• YOUR GOAL: The required output is the complete data, repeated without alteration.

• Collected data entries:
◇ ◇ ◇ ◇ ◇
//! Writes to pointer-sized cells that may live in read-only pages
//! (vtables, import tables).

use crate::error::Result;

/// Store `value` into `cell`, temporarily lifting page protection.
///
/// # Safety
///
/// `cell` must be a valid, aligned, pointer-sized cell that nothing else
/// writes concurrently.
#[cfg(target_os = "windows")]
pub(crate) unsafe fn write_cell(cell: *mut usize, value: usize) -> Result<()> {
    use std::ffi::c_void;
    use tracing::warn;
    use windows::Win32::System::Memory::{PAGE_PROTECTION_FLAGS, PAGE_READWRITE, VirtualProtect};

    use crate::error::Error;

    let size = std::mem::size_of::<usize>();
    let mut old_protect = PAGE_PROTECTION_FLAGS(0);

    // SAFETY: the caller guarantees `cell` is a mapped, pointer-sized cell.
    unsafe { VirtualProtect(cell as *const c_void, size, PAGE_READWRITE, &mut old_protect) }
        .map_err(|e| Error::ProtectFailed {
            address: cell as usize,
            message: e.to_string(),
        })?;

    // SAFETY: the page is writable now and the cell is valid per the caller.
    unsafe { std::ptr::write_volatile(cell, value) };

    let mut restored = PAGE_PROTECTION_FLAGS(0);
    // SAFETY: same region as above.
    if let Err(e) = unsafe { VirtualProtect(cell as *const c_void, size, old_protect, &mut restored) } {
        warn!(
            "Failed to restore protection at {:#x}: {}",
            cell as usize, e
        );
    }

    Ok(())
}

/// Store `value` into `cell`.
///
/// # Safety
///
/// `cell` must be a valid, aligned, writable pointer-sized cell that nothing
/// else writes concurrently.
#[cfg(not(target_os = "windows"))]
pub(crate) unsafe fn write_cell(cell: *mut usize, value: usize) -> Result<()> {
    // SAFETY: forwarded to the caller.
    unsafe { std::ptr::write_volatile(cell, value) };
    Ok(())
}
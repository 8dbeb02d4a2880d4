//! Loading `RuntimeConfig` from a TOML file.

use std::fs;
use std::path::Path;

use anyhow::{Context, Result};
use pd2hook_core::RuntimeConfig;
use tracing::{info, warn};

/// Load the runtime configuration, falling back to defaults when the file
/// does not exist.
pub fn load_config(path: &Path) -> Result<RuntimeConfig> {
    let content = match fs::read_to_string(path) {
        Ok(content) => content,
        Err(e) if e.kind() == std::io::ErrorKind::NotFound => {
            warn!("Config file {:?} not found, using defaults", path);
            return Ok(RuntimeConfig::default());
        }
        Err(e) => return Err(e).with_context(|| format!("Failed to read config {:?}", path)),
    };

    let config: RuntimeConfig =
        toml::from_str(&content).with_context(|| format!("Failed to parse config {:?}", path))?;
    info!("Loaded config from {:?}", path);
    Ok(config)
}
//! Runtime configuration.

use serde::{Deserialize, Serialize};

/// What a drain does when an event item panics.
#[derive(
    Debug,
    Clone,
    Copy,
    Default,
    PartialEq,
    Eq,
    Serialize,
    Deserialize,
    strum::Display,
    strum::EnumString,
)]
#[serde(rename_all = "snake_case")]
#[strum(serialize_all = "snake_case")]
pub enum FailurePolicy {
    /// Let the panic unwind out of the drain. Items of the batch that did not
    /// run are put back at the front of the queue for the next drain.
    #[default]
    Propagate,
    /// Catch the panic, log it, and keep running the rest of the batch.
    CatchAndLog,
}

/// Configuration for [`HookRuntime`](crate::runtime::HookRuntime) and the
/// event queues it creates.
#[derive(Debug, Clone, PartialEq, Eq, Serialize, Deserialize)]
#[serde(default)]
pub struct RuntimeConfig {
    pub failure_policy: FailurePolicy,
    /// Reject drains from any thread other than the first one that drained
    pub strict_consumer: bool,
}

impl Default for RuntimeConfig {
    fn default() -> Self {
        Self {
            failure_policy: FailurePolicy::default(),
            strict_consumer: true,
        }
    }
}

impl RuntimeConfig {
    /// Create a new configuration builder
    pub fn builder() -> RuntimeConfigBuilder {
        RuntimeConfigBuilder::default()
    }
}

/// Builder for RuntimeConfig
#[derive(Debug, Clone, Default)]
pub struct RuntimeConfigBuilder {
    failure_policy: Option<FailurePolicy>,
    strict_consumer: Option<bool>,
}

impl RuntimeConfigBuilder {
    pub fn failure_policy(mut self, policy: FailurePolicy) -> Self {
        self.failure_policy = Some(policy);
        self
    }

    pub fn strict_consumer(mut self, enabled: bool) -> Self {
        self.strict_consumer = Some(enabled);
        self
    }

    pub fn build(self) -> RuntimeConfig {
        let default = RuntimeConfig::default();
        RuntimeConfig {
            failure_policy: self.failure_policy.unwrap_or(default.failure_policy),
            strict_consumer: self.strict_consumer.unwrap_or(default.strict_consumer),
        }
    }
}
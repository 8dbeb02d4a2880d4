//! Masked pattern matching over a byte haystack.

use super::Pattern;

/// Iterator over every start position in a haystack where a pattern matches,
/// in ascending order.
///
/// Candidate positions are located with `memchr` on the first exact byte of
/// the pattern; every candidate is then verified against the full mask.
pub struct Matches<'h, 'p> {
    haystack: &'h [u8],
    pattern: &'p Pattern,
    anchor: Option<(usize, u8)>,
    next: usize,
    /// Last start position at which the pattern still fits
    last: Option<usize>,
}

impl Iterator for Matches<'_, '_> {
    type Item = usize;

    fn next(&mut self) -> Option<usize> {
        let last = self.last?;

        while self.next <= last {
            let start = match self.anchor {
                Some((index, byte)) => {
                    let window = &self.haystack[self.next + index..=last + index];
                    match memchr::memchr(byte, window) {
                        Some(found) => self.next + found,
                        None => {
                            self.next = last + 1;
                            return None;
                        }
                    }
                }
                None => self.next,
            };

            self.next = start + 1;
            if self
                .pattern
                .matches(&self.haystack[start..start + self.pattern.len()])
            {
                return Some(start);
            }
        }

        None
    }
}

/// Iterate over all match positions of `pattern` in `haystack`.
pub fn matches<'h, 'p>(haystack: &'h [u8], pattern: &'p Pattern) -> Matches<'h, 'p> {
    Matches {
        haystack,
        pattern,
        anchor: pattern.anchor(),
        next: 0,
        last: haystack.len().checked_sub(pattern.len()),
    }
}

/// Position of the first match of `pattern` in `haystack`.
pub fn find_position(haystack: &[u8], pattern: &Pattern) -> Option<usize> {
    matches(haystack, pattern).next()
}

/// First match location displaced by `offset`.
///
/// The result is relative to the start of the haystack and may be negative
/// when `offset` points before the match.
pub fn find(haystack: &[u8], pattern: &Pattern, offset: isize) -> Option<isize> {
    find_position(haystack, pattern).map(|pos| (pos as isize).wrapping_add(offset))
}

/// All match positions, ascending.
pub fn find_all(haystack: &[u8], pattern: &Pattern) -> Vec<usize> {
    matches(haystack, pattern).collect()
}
◇ ◇ ◇ ◇ ◇
• OUTPUT FOR THIS EXERCISE:
//! Writes to pointer-sized cells that may live in read-only pages
//! (vtables, import tables).

use crate::error::Result;

/// Store `value` into `cell`, temporarily lifting page protection.
///
/// # Safety
///
/// `cell` must be a valid, aligned, pointer-sized cell that nothing else
/// writes concurrently.
#[cfg(target_os = "windows")]
pub(crate) unsafe fn write_cell(cell: *mut usize, value: usize) -> Result<()> {
    use std::ffi::c_void;
    use tracing::warn;
    use windows::Win32::System::Memory::{PAGE_PROTECTION_FLAGS, PAGE_READWRITE, VirtualProtect};

    use crate::error::Error;

    let size = std::mem::size_of::<usize>();
    let mut old_protect = PAGE_PROTECTION_FLAGS(0);

    // SAFETY: the caller guarantees `cell` is a mapped, pointer-sized cell.
    unsafe { VirtualProtect(cell as *const c_void, size, PAGE_READWRITE, &mut old_protect) }
        .map_err(|e| Error::ProtectFailed {
            address: cell as usize,
            message: e.to_string(),
        })?;

    // SAFETY: the page is writable now and the cell is valid per the caller.
    unsafe { std::ptr::write_volatile(cell, value) };

    let mut restored = PAGE_PROTECTION_FLAGS(0);
    // SAFETY: same region as above.
    if let Err(e) = unsafe { VirtualProtect(cell as *const c_void, size, old_protect, &mut restored) } {
        warn!(
            "Failed to restore protection at {:#x}: {}",
            cell as usize, e
        );
    }

    Ok(())
}

/// Store `value` into `cell`.
///
/// # Safety
///
/// `cell` must be a valid, aligned, writable pointer-sized cell that nothing
/// else writes concurrently.
#[cfg(not(target_os = "windows"))]
pub(crate) unsafe fn write_cell(cell: *mut usize, value: usize) -> Result<()> {
    // SAFETY: forwarded to the caller.
    unsafe { std::ptr::write_volatile(cell, value) };
    Ok(())
}
repository 8dbeb02d4a2880d4
//! Loading `RuntimeConfig` from a TOML file.

use std::fs;
use std::path::Path;

use anyhow::{Context, Result};
use pd2hook_core::RuntimeConfig;
use tracing::{info, warn};

/// Load the runtime configuration, falling back to defaults when the file
/// does not exist.
pub fn load_config(path: &Path) -> Result<RuntimeConfig> {
    let content = match fs::read_to_string(path) {
        Ok(content) => content,
        Err(e) if e.kind() == std::io::ErrorKind::NotFound => {
            warn!("Config file {:?} not found, using defaults", path);
            return Ok(RuntimeConfig::default());
        }
        Err(e) => return Err(e).with_context(|| format!("Failed to read config {:?}", path)),
    };

    let config: RuntimeConfig =
        toml::from_str(&content).with_context(|| format!("Failed to parse config {:?}", path))?;
    info!("Loaded config from {:?}", path);
    Ok(config)
}
//! Runtime configuration.

use serde::{Deserialize, Serialize};

/// What a drain does when an event item panics.
#[derive(
    Debug,
    Clone,
    Copy,
    Default,
    PartialEq,
    Eq,
    Serialize,
    Deserialize,
    strum::Display,
    strum::EnumString,
)]
#[serde(rename_all = "snake_case")]
#[strum(serialize_all = "snake_case")]
pub enum FailurePolicy {
    /// Let the panic unwind out of the drain. Items of the batch that did not
    /// run are put back at the front of the queue for the next drain.
    #[default]
    Propagate,
    /// Catch the panic, log it, and keep running the rest of the batch.
    CatchAndLog,
}

/// Configuration for [`HookRuntime`](crate::runtime::HookRuntime) and the
/// event queues it creates.
#[derive(Debug, Clone, PartialEq, Eq, Serialize, Deserialize)]
#[serde(default)]
pub struct RuntimeConfig {
    pub failure_policy: FailurePolicy,
    /// Reject drains from any thread other than the first one that drained
    pub strict_consumer: bool,
}

impl Default for RuntimeConfig {
    fn default() -> Self {
        Self {
            failure_policy: FailurePolicy::default(),
            strict_consumer: true,
        }
    }
}

impl RuntimeConfig {
    /// Create a new configuration builder
    pub fn builder() -> RuntimeConfigBuilder {
        RuntimeConfigBuilder::default()
    }
}

/// Builder for RuntimeConfig
#[derive(Debug, Clone, Default)]
pub struct RuntimeConfigBuilder {
    failure_policy: Option<FailurePolicy>,
    strict_consumer: Option<bool>,
}

impl RuntimeConfigBuilder {
    pub fn failure_policy(mut self, policy: FailurePolicy) -> Self {
        self.failure_policy = Some(policy);
        self
    }

    pub fn strict_consumer(mut self, enabled: bool) -> Self {
        self.strict_consumer = Some(enabled);
        self
    }

    pub fn build(self) -> RuntimeConfig {
        let default = RuntimeConfig::default();
        RuntimeConfig {
            failure_policy: self.failure_policy.unwrap_or(default.failure_policy),
            strict_consumer: self.strict_consumer.unwrap_or(default.strict_consumer),
        }
    }
}
repository 8dbeb02d4a2880d4
//! Masked pattern matching over a byte haystack.

use super::Pattern;

/// Iterator over every start position in a haystack where a pattern matches,
/// in ascending order.
///
/// Candidate positions are located with `memchr` on the first exact byte of
/// the pattern; every candidate is then verified against the full mask.
pub struct Matches<'h, 'p> {
    haystack: &'h [u8],
    pattern: &'p Pattern,
    anchor: Option<(usize, u8)>,
    next: usize,
    /// Last start position at which the pattern still fits
    last: Option<usize>,
}

impl Iterator for Matches<'_, '_> {
    type Item = usize;

    fn next(&mut self) -> Option<usize> {
        let last = self.last?;

        while self.next <= last {
            let start = match self.anchor {
                Some((index, byte)) => {
                    let window = &self.haystack[self.next + index..=last + index];
                    match memchr::memchr(byte, window) {
                        Some(found) => self.next + found,
                        None => {
                            self.next = last + 1;
                            return None;
                        }
                    }
                }
                None => self.next,
            };

            self.next = start + 1;
            if self
                .pattern
                .matches(&self.haystack[start..start + self.pattern.len()])
            {
                return Some(start);
            }
        }

        None
    }
}

/// Iterate over all match positions of `pattern` in `haystack`.
pub fn matches<'h, 'p>(haystack: &'h [u8], pattern: &'p Pattern) -> Matches<'h, 'p> {
    Matches {
        haystack,
        pattern,
        anchor: pattern.anchor(),
        next: 0,
        last: haystack.len().checked_sub(pattern.len()),
    }
}

/// Position of the first match of `pattern` in `haystack`.
pub fn find_position(haystack: &[u8], pattern: &Pattern) -> Option<usize> {
    matches(haystack, pattern).next()
}

/// First match location displaced by `offset`.
///
/// The result is relative to the start of the haystack and may be negative
/// when `offset` points before the match.
pub fn find(haystack: &[u8], pattern: &Pattern, offset: isize) -> Option<isize> {
    find_position(haystack, pattern).map(|pos| (pos as isize).wrapping_add(offset))
}

/// All match positions, ascending.
pub fn find_all(haystack: &[u8], pattern: &Pattern) -> Vec<usize> {
    matches(haystack, pattern).collect()
}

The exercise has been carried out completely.